FinTech Futures speaks to Emma Lindley, managing director at AiiD Global and chief commercial officer (CCO) at Trust Stamp, on the new venture which quietly launched last week and is currently working on pilots in various African countries to be announced in the coming weeks.
“Taking technology solutions which have Western thinking to non-Western thinking countries doesn’t work”, says Lindley, explaining the challenges to Western models when it assumes entire populations have access to birth certificates or their own mobile phones.
“Biometrics are happening in these [emerging] markets” as a result, says Lindley, but if this technology is not protected properly and breached, large swathes of people who had no foundational identity to start with will be frozen out of ever owning their identity in the future.
“Identity is highly cultural so we’re not coming with a Western mindset, we’re working with organisations on the ground who are often already working on financial services,” she says.
With the backing of Trust Stamp and its undisclosed investment from Mastercard, the new subsidiary can offer African firms two years of free technology which rests on Trust Stamp’s infrastructures, but which will be modified and applied by AiiD Global to suit the region.
Trust Stamp’s technology can convert biometric data into an irreversible format which helps prevent it from being breached, and it can also work offline, helping firms tap users in rural areas with lesser access to Wi-Fi.
By offering two years of free technology to African fintechs, money transfer services, and essentially any firms which have solid use cases for the identity software in the region, AiiD Global hopes to co-create its solutions alongside them to ensure they do work before putting a price on them.
“We are taking a long-term view, we’re not coming at it with a silver bullet,” says Lindley.
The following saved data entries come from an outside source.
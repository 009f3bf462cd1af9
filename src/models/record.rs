//! Posting and sighting records.

use chrono::{DateTime, Utc};
use serde::{Deserialize, Serialize};
use std::fmt;

/// The two kinds of registry records.
#[derive(Debug, Clone, Copy, PartialEq, Eq, Hash, Serialize, Deserialize)]
#[serde(rename_all = "lowercase")]
pub enum RecordKind {
    /// A lost pet reported by its owner.
    Posting,
    /// A found pet reported by a finder.
    Sighting,
}

impl RecordKind {
    /// Returns the kind a match search runs against.
    #[must_use]
    pub const fn opposite(self) -> Self {
        match self {
            Self::Posting => Self::Sighting,
            Self::Sighting => Self::Posting,
        }
    }

    /// Returns the kind as a string slice.
    #[must_use]
    pub const fn as_str(&self) -> &'static str {
        match self {
            Self::Posting => "posting",
            Self::Sighting => "sighting",
        }
    }

    /// Returns the plural label used in notifications and URLs.
    #[must_use]
    pub const fn plural(&self) -> &'static str {
        match self {
            Self::Posting => "postings",
            Self::Sighting => "sightings",
        }
    }
}

impl fmt::Display for RecordKind {
    fn fmt(&self, f: &mut fmt::Formatter<'_>) -> fmt::Result {
        f.write_str(self.as_str())
    }
}

/// Collar tag worn by a pet.
#[derive(Debug, Clone, Default, PartialEq, Eq, Serialize, Deserialize)]
#[serde(default)]
pub struct Tag {
    /// Storage identifier.
    pub id: i64,
    /// Tag shape (bone, circle, ...).
    pub shape: String,
    /// Tag color.
    pub color: String,
    /// Engraved text.
    pub text: String,
}

/// Description of the animal in a record.
#[derive(Debug, Clone, Default, PartialEq, Eq, Serialize, Deserialize)]
#[serde(default, rename_all = "camelCase")]
pub struct Pet {
    /// Storage identifier.
    pub id: i64,
    /// Identifier of the uploaded picture, if any.
    pub picture_id: Option<i64>,
    /// Pet name.
    pub name: String,
    /// Coat color.
    pub color: String,
    /// Distinctive marks.
    pub marks: String,
    /// Identifier of the pet type.
    pub type_id: i64,
    /// Pet type name (dog, cat, ...).
    #[serde(rename = "type")]
    pub type_name: String,
    /// Breed names.
    pub breeds: Vec<String>,
    /// Collar tag.
    pub tag: Tag,
}

/// Fields shared by postings and sightings.
#[derive(Debug, Clone, PartialEq, Eq, Serialize, Deserialize)]
#[serde(rename_all = "camelCase")]
pub struct Report {
    /// Public storage identifier.
    #[serde(default)]
    pub id: i64,
    /// Private reference handed only to the submitter.
    #[serde(default)]
    pub guid: String,
    /// The animal.
    #[serde(default)]
    pub pet: Pet,
    /// When the pet was lost or found.
    pub date: DateTime<Utc>,
    /// Where the pet was lost or found.
    #[serde(default)]
    pub location: String,
    /// Submitter name.
    #[serde(default)]
    pub name: String,
    /// Submitter email; receives match notifications.
    #[serde(default)]
    pub email: String,
}

impl Report {
    /// Creates a report with the given date and empty fields.
    #[must_use]
    pub fn new(date: DateTime<Utc>) -> Self {
        Self {
            id: 0,
            guid: String::new(),
            pet: Pet::default(),
            date,
            location: String::new(),
            name: String::new(),
            email: String::new(),
        }
    }
}

/// A lost pet.
#[derive(Debug, Clone, PartialEq, Eq, Serialize, Deserialize)]
pub struct Posting {
    /// Report fields.
    #[serde(flatten)]
    pub report: Report,
}

impl Posting {
    /// Wraps a report.
    #[must_use]
    pub const fn new(report: Report) -> Self {
        Self { report }
    }
}

/// A found pet.
#[derive(Debug, Clone, PartialEq, Eq, Serialize, Deserialize)]
#[serde(rename_all = "camelCase")]
pub struct Sighting {
    /// Report fields.
    #[serde(flatten)]
    pub report: Report,
    /// Whether the finder is holding the animal.
    #[serde(default)]
    pub in_custody: bool,
}

impl Sighting {
    /// Wraps a report.
    #[must_use]
    pub const fn new(report: Report, in_custody: bool) -> Self {
        Self { report, in_custody }
    }
}

/// A record that can seed a match search.
#[derive(Debug, Clone, PartialEq, Eq)]
pub enum SourceRecord {
    /// A newly created posting.
    Posting(Posting),
    /// A newly created sighting.
    Sighting(Sighting),
}

impl SourceRecord {
    /// Returns the record kind.
    #[must_use]
    pub const fn kind(&self) -> RecordKind {
        match self {
            Self::Posting(_) => RecordKind::Posting,
            Self::Sighting(_) => RecordKind::Sighting,
        }
    }

    /// Returns the shared report fields.
    #[must_use]
    pub const fn report(&self) -> &Report {
        match self {
            Self::Posting(p) => &p.report,
            Self::Sighting(s) => &s.report,
        }
    }
}

impl From<Posting> for SourceRecord {
    fn from(posting: Posting) -> Self {
        Self::Posting(posting)
    }
}

impl From<Sighting> for SourceRecord {
    fn from(sighting: Sighting) -> Self {
        Self::Sighting(sighting)
    }
}

/// A pet type offered by the registry.
#[derive(Debug, Clone, PartialEq, Eq, Serialize, Deserialize)]
pub struct PetType {
    /// Storage identifier.
    pub id: i64,
    /// Display name.
    pub name: String,
}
Previously head of identity and risk at Visa, Lindley also co-founded non-profit organisation, ‘Women In Identity’ in 2017. Designed to boost the representation of women in the identity industry, Lindley soon discovered that a lot of people are underrepresented in this sector.
“If we don’t build systems for all humans then we’re going to end up inadvertently blocking people from accessing a whole host of systems,” she says.
The small team behind AiiD Global is largely female-led, and aims to break down the mould of homogenous teams which are more susceptible to unconscious biases that can filter into products and curb human access.